Agriculture is the main occupation of the rural population and agriculture’s contribution to the gross domestic product (GDP) is some 25 per cent and this sector generates employment to about 75 per cent of the labour force. Thus, agriculture’s utmost development should be very sensible policy in the context of Bangladesh. On the one hand, agriculture’s diversification and increase in its productivity will substantially raise the total GDP  and on the other impact favourably on the employment situation and the per capita income in  rural areas where the greatest number of Bangladeshis have their existence.
Bangladesh is comparatively a very fortunate country in the sense that it is blessed with very good soil and favourable climatic conditions to be able to expand agricultural activities many times from the present level. It has increased cereal production manifold since the independence of the country and experts are of the opinion that further expansion of cereal production is easily possible not only to make the country sustainably self sufficient in foodgrains but to leave an ever growing surplus for exports specially rice of the finer varieties. In that case, the country can achieve greater import substitution and also increase notably its export earnings.

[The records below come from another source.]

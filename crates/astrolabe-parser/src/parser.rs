//! Parser for diagram source tokens.
//!
//! The parser walks the significant tokens produced by the
//! [`lexer`](super::lexer) with an index cursor. Every grammar reports
//! problems to the shared [`DiagnosticCollector`] and resynchronizes with
//! [`Parser::recover`] or by skipping to the end of the offending line, so a
//! single pass finds every independent error.
//!
//! The entry point is [`Parser::parse`]. It dispatches on the header keyword
//! of the first significant token and, when a flowchart hands control back at
//! a second header, keeps parsing the rest of the input as further diagrams.

mod block;
mod flowchart;
mod meta;
mod opaque;
mod sequence;
mod xychart;

#[cfg(test)]
pub(crate) use flowchart::MAX_SUBGRAPH_DEPTH;

use log::{debug, trace};

use astrolabe_core::{
    ast::{Diagram, DiagramBody},
    kind::DiagramKind,
};

use crate::{
    error::{Diagnostic, DiagnosticCollector, ErrorCode},
    lexer,
    tokens::{Token, TokenKind},
};

/// Create a diagnostic located at `token`.
pub(crate) fn diagnostic_at(
    token: &Token<'_>,
    code: ErrorCode,
    message: impl Into<String>,
) -> Diagnostic {
    Diagnostic::new(code, message).with_location(token.line, token.column, token.span())
}

/// Describe a token for use in a message: its text, or "end of input".
fn describe(token: &Token<'_>) -> String {
    if token.is(TokenKind::Eof) {
        "end of input".to_string()
    } else {
        format!("`{}`", token.text)
    }
}

/// Cursor over the significant tokens of one source.
pub(crate) struct Parser<'src> {
    source: &'src str,
    tokens: Vec<Token<'src>>,
    eof: Token<'src>,
    pos: usize,
    /// Links seen so far in the current diagram; bounds `linkStyle` indices.
    link_count: usize,
    diagnostics: DiagnosticCollector,
}

impl<'src> Parser<'src> {
    /// Tokenize `source` and prepare the significant token stream.
    ///
    /// Comments and directives are dropped here. Comments sharing a line with
    /// an earlier token, unterminated strings and unterminated directives are
    /// reported as they are filtered.
    pub(crate) fn new(source: &'src str) -> Self {
        let all_tokens = lexer::tokenize(source);
        debug!(token_count = all_tokens.len(); "Tokenized source");

        let mut diagnostics = DiagnosticCollector::new();
        let mut tokens = Vec::with_capacity(all_tokens.len());
        let mut previous: Option<Token<'src>> = None;

        for token in &all_tokens {
            match token.kind {
                TokenKind::Comment => {
                    if previous.is_some_and(|prev| prev.end_line() == token.line) {
                        diagnostics.emit(
                            diagnostic_at(
                                token,
                                ErrorCode::InlineCommentNotSupported,
                                "comments must be on their own line",
                            )
                            .with_suggestion("move the `%%` comment to a separate line"),
                        );
                    }
                }
                TokenKind::Directive => {
                    if token.is_unterminated_directive() {
                        diagnostics.emit(
                            diagnostic_at(token, ErrorCode::ParseError, "unterminated directive")
                                .with_suggestion("close the directive with `}%%`"),
                        );
                    }
                }
                _ => {
                    if token.is_unterminated_string() {
                        diagnostics.emit(
                            diagnostic_at(token, ErrorCode::ParseError, "unterminated string")
                                .with_suggestion("add the closing quote"),
                        );
                    }
                    tokens.push(*token);
                }
            }
            previous = Some(*token);
        }

        let eof = tokens
            .last()
            .copied()
            .filter(|token| token.is(TokenKind::Eof))
            .unwrap_or_else(|| Token::new(TokenKind::Eof, "", 1, 1, source.len()));

        Self {
            source,
            tokens,
            eof,
            pos: 0,
            link_count: 0,
            diagnostics,
        }
    }

    /// Parse the whole input.
    ///
    /// Returns the first diagram and every diagnostic, sorted by position.
    pub(crate) fn parse(mut self) -> (Diagram, Vec<Diagnostic>) {
        let diagram = self.diagram();

        while !self.at_eof() {
            let before = self.pos;
            debug!(line = self.peek().line; "Parsing additional diagram in the same input");
            self.diagram();
            if self.pos == before {
                self.bump();
            }
        }

        (diagram, self.diagnostics.finish())
    }

    /// Dispatch on the header keyword and run the matching grammar.
    fn diagram(&mut self) -> Diagram {
        self.link_count = 0;
        let header = self.peek();

        let Some(kind) = header.kind.header_kind() else {
            let message = if header.is(TokenKind::Eof) {
                "missing diagram type header".to_string()
            } else {
                format!("unsupported diagram type {}", describe(&header))
            };
            self.emit(
                diagnostic_at(&header, ErrorCode::UnsupportedDiagramType, message)
                    .with_suggestion("start with a diagram header such as `flowchart TD` or `sequenceDiagram`"),
            );
            self.recover(&[]);
            return Diagram::new(DiagramKind::Unknown, header.position(), DiagramBody::Opaque {});
        };

        self.bump();
        debug!(kind = kind.as_str(), line = header.line; "Parsing diagram");

        let body = match kind {
            DiagramKind::Flowchart => DiagramBody::Flowchart(self.flowchart(&header)),
            DiagramKind::Sequence => DiagramBody::Sequence(self.sequence(&header)),
            DiagramKind::XyChart => DiagramBody::XyChart(self.xy_chart(&header)),
            DiagramKind::Block => DiagramBody::Block(self.block_diagram(&header)),
            DiagramKind::Class
            | DiagramKind::State
            | DiagramKind::Er
            | DiagramKind::Pie
            | DiagramKind::Journey
            | DiagramKind::Gantt
            | DiagramKind::GitGraph
            | DiagramKind::Mindmap
            | DiagramKind::Timeline
            | DiagramKind::Unknown => {
                self.opaque(kind, &header);
                DiagramBody::Opaque {}
            }
        };

        Diagram::new(kind, header.position(), body)
    }

    // -------------------------------------------------------------------------
    // Cursor
    // -------------------------------------------------------------------------

    fn peek(&self) -> Token<'src> {
        self.peek_nth(0)
    }

    fn peek_nth(&self, n: usize) -> Token<'src> {
        self.tokens.get(self.pos + n).copied().unwrap_or(self.eof)
    }

    /// Consume the current token. The cursor never moves past EOF.
    fn bump(&mut self) -> Token<'src> {
        let token = self.peek();
        if !token.is(TokenKind::Eof) {
            self.pos += 1;
        }
        token
    }

    fn at(&self, kind: TokenKind) -> bool {
        self.peek().is(kind)
    }

    fn at_eof(&self) -> bool {
        self.at(TokenKind::Eof)
    }

    fn eat(&mut self, kind: TokenKind) -> Option<Token<'src>> {
        self.at(kind).then(|| self.bump())
    }

    fn previous(&self) -> Option<Token<'src>> {
        self.pos
            .checked_sub(1)
            .and_then(|index| self.tokens.get(index))
            .copied()
    }

    /// Is the current token the first on its line?
    fn starts_line(&self) -> bool {
        self.previous()
            .is_none_or(|prev| prev.end_line() < self.peek().line)
    }

    /// Is the current token the first of a statement (line start or after `;`)?
    fn at_statement_start(&self) -> bool {
        self.starts_line()
            || self
                .previous()
                .is_some_and(|prev| prev.is(TokenKind::Semicolon))
    }

    /// Is the current token a non-EOF token starting on `line`?
    fn on_line(&self, line: usize) -> bool {
        let token = self.peek();
        !token.is(TokenKind::Eof) && token.line == line
    }

    /// Consume every remaining token that starts on `line`.
    fn skip_line(&mut self, line: usize) {
        while self.on_line(line) {
            self.bump();
        }
    }

    /// Consume and return every remaining token that starts on `line`.
    fn rest_of_line(&mut self, line: usize) -> Vec<Token<'src>> {
        let mut tokens = Vec::new();
        while self.on_line(line) {
            tokens.push(self.bump());
        }
        tokens
    }

    /// Skip tokens until one of `stop` (or EOF) is next. The stop token is not
    /// consumed.
    fn recover(&mut self, stop: &[TokenKind]) {
        let start = self.pos;
        while !self.at_eof() && !stop.contains(&self.peek().kind) {
            self.bump();
        }
        trace!(skipped = self.pos - start; "Recovered");
    }

    // -------------------------------------------------------------------------
    // Text
    // -------------------------------------------------------------------------

    /// Source text from the start of `first` to the end of `last`.
    fn text_between(&self, first: &Token<'src>, last: &Token<'_>) -> &'src str {
        let end = (last.offset + last.text.len()).max(first.offset);
        self.source.get(first.offset..end).unwrap_or(first.text)
    }

    /// The values of a run of tokens joined by single spaces. Strings
    /// contribute their unquoted value.
    fn label_text(&self, tokens: &[Token<'src>]) -> Option<String> {
        if tokens.is_empty() {
            return None;
        }
        let words: Vec<&str> = tokens.iter().map(Token::value).collect();
        Some(words.join(" "))
    }

    /// Number of tokens at the cursor that spell one name.
    ///
    /// The lexer splits non-ASCII text into one token per codepoint, so
    /// `Café` arrives as `Caf` and `é`. Name tokens that touch with no
    /// whitespace between them belong together.
    fn name_len(&self) -> usize {
        let first = self.peek();
        if !first.is_name() {
            return 0;
        }

        let mut len = 1;
        let mut end = first.offset + first.text.len();
        loop {
            let next = self.peek_nth(len);
            if !next.is_name() || next.offset != end {
                return len;
            }
            end = next.offset + next.text.len();
            len += 1;
        }
    }

    /// The token at the cursor, widened over any touching name tokens.
    fn peek_name(&self) -> Token<'src> {
        let first = self.peek();
        let len = self.name_len();
        if len <= 1 {
            return first;
        }
        let last = self.peek_nth(len - 1);
        Token {
            text: self.text_between(&first, &last),
            ..first
        }
    }

    /// Consume the token at the cursor together with any touching name
    /// tokens and return them as one token.
    fn bump_name(&mut self) -> Token<'src> {
        let name = self.peek_name();
        for _ in 0..self.name_len().max(1) {
            self.bump();
        }
        name
    }

    fn emit(&mut self, diagnostic: Diagnostic) {
        trace!(code = diagnostic.code().as_str(), line = diagnostic.line(); "Diagnostic");
        self.diagnostics.emit(diagnostic);
    }

    /// Parse `open label closer` where the cursor is on `open`.
    ///
    /// The label ends at `closer`, at the end of the line, or at a link. When
    /// the closer is missing a PARSE_ERROR is reported at the token found
    /// instead and the cursor skips to the closer or to any kind in `stop`.
    fn delimited_label(
        &mut self,
        owner: &Token<'src>,
        closer: TokenKind,
        stop: &[TokenKind],
    ) -> Option<String> {
        let open = self.bump();
        let mut words = Vec::new();

        loop {
            let token = self.peek();
            if token.is(closer) {
                self.bump();
                return Some(self.label_text(&words).unwrap_or_default());
            }
            let ends_label = token.is(TokenKind::Eof)
                || token.line != open.end_line()
                || token.kind.is_arrow()
                || matches!(token.kind, TokenKind::Pipe | TokenKind::Semicolon);
            if ends_label {
                break;
            }
            words.push(self.bump());
        }

        let found = self.peek();
        self.emit(
            diagnostic_at(
                &found,
                ErrorCode::ParseError,
                format!(
                    "expected {closer} to close `{}`, found {}",
                    owner.text,
                    describe(&found)
                ),
            )
            .with_suggestion(format!("add {closer}")),
        );

        let mut stop_set = stop.to_vec();
        stop_set.push(closer);
        self.recover(&stop_set);
        self.eat(closer);

        self.label_text(&words)
    }
}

Bangladeshi agri-products enjoy a good demand in the UK, USA, Europe and the Middle East. But the quantity of export of agri-products to these destinations so far has been far below the potential. One of the main reasons for this situation is the lack of appropriate investment in developing agri-industries. Government lately  appears to have become conscious of the factors that the country enjoys better comparative advantage in exporting much greater amounts of products derived from agriculture. It has declared agri-exports a thrust area and introduced various concessions to facilitate the emerging sector.
Some positive results have already been achieved from the policy though a great deal more remains to be done to fully pave the way for the take-off of this sector.  Substantial investments  have to be made for the creation of storage capacities, improving of transportation mediums, building of  marketing networks and disseminating  of knowledge for optimum and quality production of  agricultural products having export prospects. It is thought at the expert level that Bangladesh should go for diversification and growth of high value crops to notably increase its earnings from agriculture. For example, there is enough scope in the country to grow  for exports mushroom, broccoli, baby corn, French beans, gherkin, capsicum, orchids and other ornamental plants. All of these which have higher export value and ample export market can be grown at  the level of the ordinary farmers. Thus, government’s policies must be coordinated to give a boost to agri-industries.